• _Data provided_
^^^^

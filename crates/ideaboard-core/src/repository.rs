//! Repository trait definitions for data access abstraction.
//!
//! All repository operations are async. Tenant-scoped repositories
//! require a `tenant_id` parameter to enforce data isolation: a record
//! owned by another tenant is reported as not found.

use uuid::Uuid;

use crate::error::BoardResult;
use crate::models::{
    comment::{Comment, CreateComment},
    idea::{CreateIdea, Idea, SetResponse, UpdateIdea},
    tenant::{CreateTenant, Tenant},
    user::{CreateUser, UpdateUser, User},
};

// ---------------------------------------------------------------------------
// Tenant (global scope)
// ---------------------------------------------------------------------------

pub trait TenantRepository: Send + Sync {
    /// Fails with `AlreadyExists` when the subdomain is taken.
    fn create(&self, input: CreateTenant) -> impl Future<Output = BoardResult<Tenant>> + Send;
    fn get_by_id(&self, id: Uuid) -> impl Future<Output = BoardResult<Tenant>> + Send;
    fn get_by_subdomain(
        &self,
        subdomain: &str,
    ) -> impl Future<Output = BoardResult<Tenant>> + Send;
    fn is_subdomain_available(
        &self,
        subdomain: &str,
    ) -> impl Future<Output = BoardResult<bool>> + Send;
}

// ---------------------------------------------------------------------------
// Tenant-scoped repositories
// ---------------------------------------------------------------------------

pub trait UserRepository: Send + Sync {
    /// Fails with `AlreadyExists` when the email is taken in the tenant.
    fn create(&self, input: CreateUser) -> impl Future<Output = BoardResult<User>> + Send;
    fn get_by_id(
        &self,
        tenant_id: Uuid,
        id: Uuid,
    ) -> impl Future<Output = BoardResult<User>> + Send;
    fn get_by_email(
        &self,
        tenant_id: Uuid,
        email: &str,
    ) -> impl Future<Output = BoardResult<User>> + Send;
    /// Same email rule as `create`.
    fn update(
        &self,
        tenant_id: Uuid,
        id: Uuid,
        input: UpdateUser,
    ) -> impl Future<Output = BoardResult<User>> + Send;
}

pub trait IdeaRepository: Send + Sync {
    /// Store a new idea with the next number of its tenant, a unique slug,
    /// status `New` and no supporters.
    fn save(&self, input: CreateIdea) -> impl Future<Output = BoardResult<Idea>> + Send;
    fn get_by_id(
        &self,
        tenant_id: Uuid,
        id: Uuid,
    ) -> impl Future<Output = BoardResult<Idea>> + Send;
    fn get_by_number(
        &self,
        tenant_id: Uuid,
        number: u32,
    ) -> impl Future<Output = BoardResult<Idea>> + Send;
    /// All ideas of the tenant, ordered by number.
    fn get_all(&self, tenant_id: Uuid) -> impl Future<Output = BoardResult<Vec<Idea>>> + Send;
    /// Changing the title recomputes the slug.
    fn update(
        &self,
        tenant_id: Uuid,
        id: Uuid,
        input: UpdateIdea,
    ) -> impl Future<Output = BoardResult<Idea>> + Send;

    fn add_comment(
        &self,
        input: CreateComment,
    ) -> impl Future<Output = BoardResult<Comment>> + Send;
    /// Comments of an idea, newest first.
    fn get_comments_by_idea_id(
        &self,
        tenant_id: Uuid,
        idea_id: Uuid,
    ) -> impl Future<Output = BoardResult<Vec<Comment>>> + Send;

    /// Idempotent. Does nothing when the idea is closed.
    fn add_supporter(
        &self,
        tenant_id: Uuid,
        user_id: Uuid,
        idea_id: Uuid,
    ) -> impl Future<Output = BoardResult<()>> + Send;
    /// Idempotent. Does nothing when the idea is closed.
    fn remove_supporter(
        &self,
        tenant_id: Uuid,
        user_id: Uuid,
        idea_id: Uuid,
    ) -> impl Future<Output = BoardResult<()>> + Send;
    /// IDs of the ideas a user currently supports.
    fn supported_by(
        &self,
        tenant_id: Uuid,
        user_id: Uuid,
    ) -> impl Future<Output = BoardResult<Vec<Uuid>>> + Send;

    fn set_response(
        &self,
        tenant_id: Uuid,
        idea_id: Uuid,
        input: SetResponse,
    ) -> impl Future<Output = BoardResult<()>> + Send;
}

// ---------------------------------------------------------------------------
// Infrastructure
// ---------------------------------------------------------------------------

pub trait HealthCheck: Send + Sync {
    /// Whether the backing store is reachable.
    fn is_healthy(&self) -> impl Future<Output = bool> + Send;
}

^^^^

• _What to produce_
I need all of the records above retyped exactly, please.

• _Response to this task_
filename crates/ideaboard-core/src/repository.rs
//! Repository trait definitions for data access abstraction.
//!
//! All repository operations are async. Tenant-scoped repositories
//! require a `tenant_id` parameter to enforce data isolation: a record
//! owned by another tenant is reported as not found.

use uuid::Uuid;

use crate::error::BoardResult;
use crate::models::{
    comment::{Comment, CreateComment},
    idea::{CreateIdea, Idea, SetResponse, UpdateIdea},
    tenant::{CreateTenant, Tenant},
    user::{CreateUser, UpdateUser, User},
};

// ---------------------------------------------------------------------------
// Tenant (global scope)
// ---------------------------------------------------------------------------

pub trait TenantRepository: Send + Sync {
    /// Fails with `AlreadyExists` when the subdomain is taken.
    fn create(&self, input: CreateTenant) -> impl Future<Output = BoardResult<Tenant>> + Send;
    fn get_by_id(&self, id: Uuid) -> impl Future<Output = BoardResult<Tenant>> + Send;
    fn get_by_subdomain(
        &self,
        subdomain: &str,
    ) -> impl Future<Output = BoardResult<Tenant>> + Send;
    fn is_subdomain_available(
        &self,
        subdomain: &str,
    ) -> impl Future<Output = BoardResult<bool>> + Send;
}

// ---------------------------------------------------------------------------
// Tenant-scoped repositories
// ---------------------------------------------------------------------------

pub trait UserRepository: Send + Sync {
    /// Fails with `AlreadyExists` when the email is taken in the tenant.
    fn create(&self, input: CreateUser) -> impl Future<Output = BoardResult<User>> + Send;
    fn get_by_id(
        &self,
        tenant_id: Uuid,
        id: Uuid,
    ) -> impl Future<Output = BoardResult<User>> + Send;
    fn get_by_email(
        &self,
        tenant_id: Uuid,
        email: &str,
    ) -> impl Future<Output = BoardResult<User>> + Send;
    /// Same email rule as `create`.
    fn update(
        &self,
        tenant_id: Uuid,
        id: Uuid,
        input: UpdateUser,
    ) -> impl Future<Output = BoardResult<User>> + Send;
}

pub trait IdeaRepository: Send + Sync {
    /// Store a new idea with the next number of its tenant, a unique slug,
    /// status `New` and no supporters.
    fn save(&self, input: CreateIdea) -> impl Future<Output = BoardResult<Idea>> + Send;
    fn get_by_id(
        &self,
        tenant_id: Uuid,
        id: Uuid,
    ) -> impl Future<Output = BoardResult<Idea>> + Send;
    fn get_by_number(
        &self,
        tenant_id: Uuid,
        number: u32,
    ) -> impl Future<Output = BoardResult<Idea>> + Send;
    /// All ideas of the tenant, ordered by number.
    fn get_all(&self, tenant_id: Uuid) -> impl Future<Output = BoardResult<Vec<Idea>>> + Send;
    /// Changing the title recomputes the slug.
    fn update(
        &self,
        tenant_id: Uuid,
        id: Uuid,
        input: UpdateIdea,
    ) -> impl Future<Output = BoardResult<Idea>> + Send;

    fn add_comment(
        &self,
        input: CreateComment,
    ) -> impl Future<Output = BoardResult<Comment>> + Send;
    /// Comments of an idea, newest first.
    fn get_comments_by_idea_id(
        &self,
        tenant_id: Uuid,
        idea_id: Uuid,
    ) -> impl Future<Output = BoardResult<Vec<Comment>>> + Send;

    /// Idempotent. Does nothing when the idea is closed.
    fn add_supporter(
        &self,
        tenant_id: Uuid,
        user_id: Uuid,
        idea_id: Uuid,
    ) -> impl Future<Output = BoardResult<()>> + Send;
    /// Idempotent. Does nothing when the idea is closed.
    fn remove_supporter(
        &self,
        tenant_id: Uuid,
        user_id: Uuid,
        idea_id: Uuid,
    ) -> impl Future<Output = BoardResult<()>> + Send;
    /// IDs of the ideas a user currently supports.
    fn supported_by(
        &self,
        tenant_id: Uuid,
        user_id: Uuid,
    ) -> impl Future<Output = BoardResult<Vec<Uuid>>> + Send;

    fn set_response(
        &self,
        tenant_id: Uuid,
        idea_id: Uuid,
        input: SetResponse,
    ) -> impl Future<Output = BoardResult<()>> + Send;
}

// ---------------------------------------------------------------------------
// Infrastructure
// ---------------------------------------------------------------------------

pub trait HealthCheck: Send + Sync {
    /// Whether the backing store is reachable.
    fn is_healthy(&self) -> impl Future<Output = bool> + Send;
}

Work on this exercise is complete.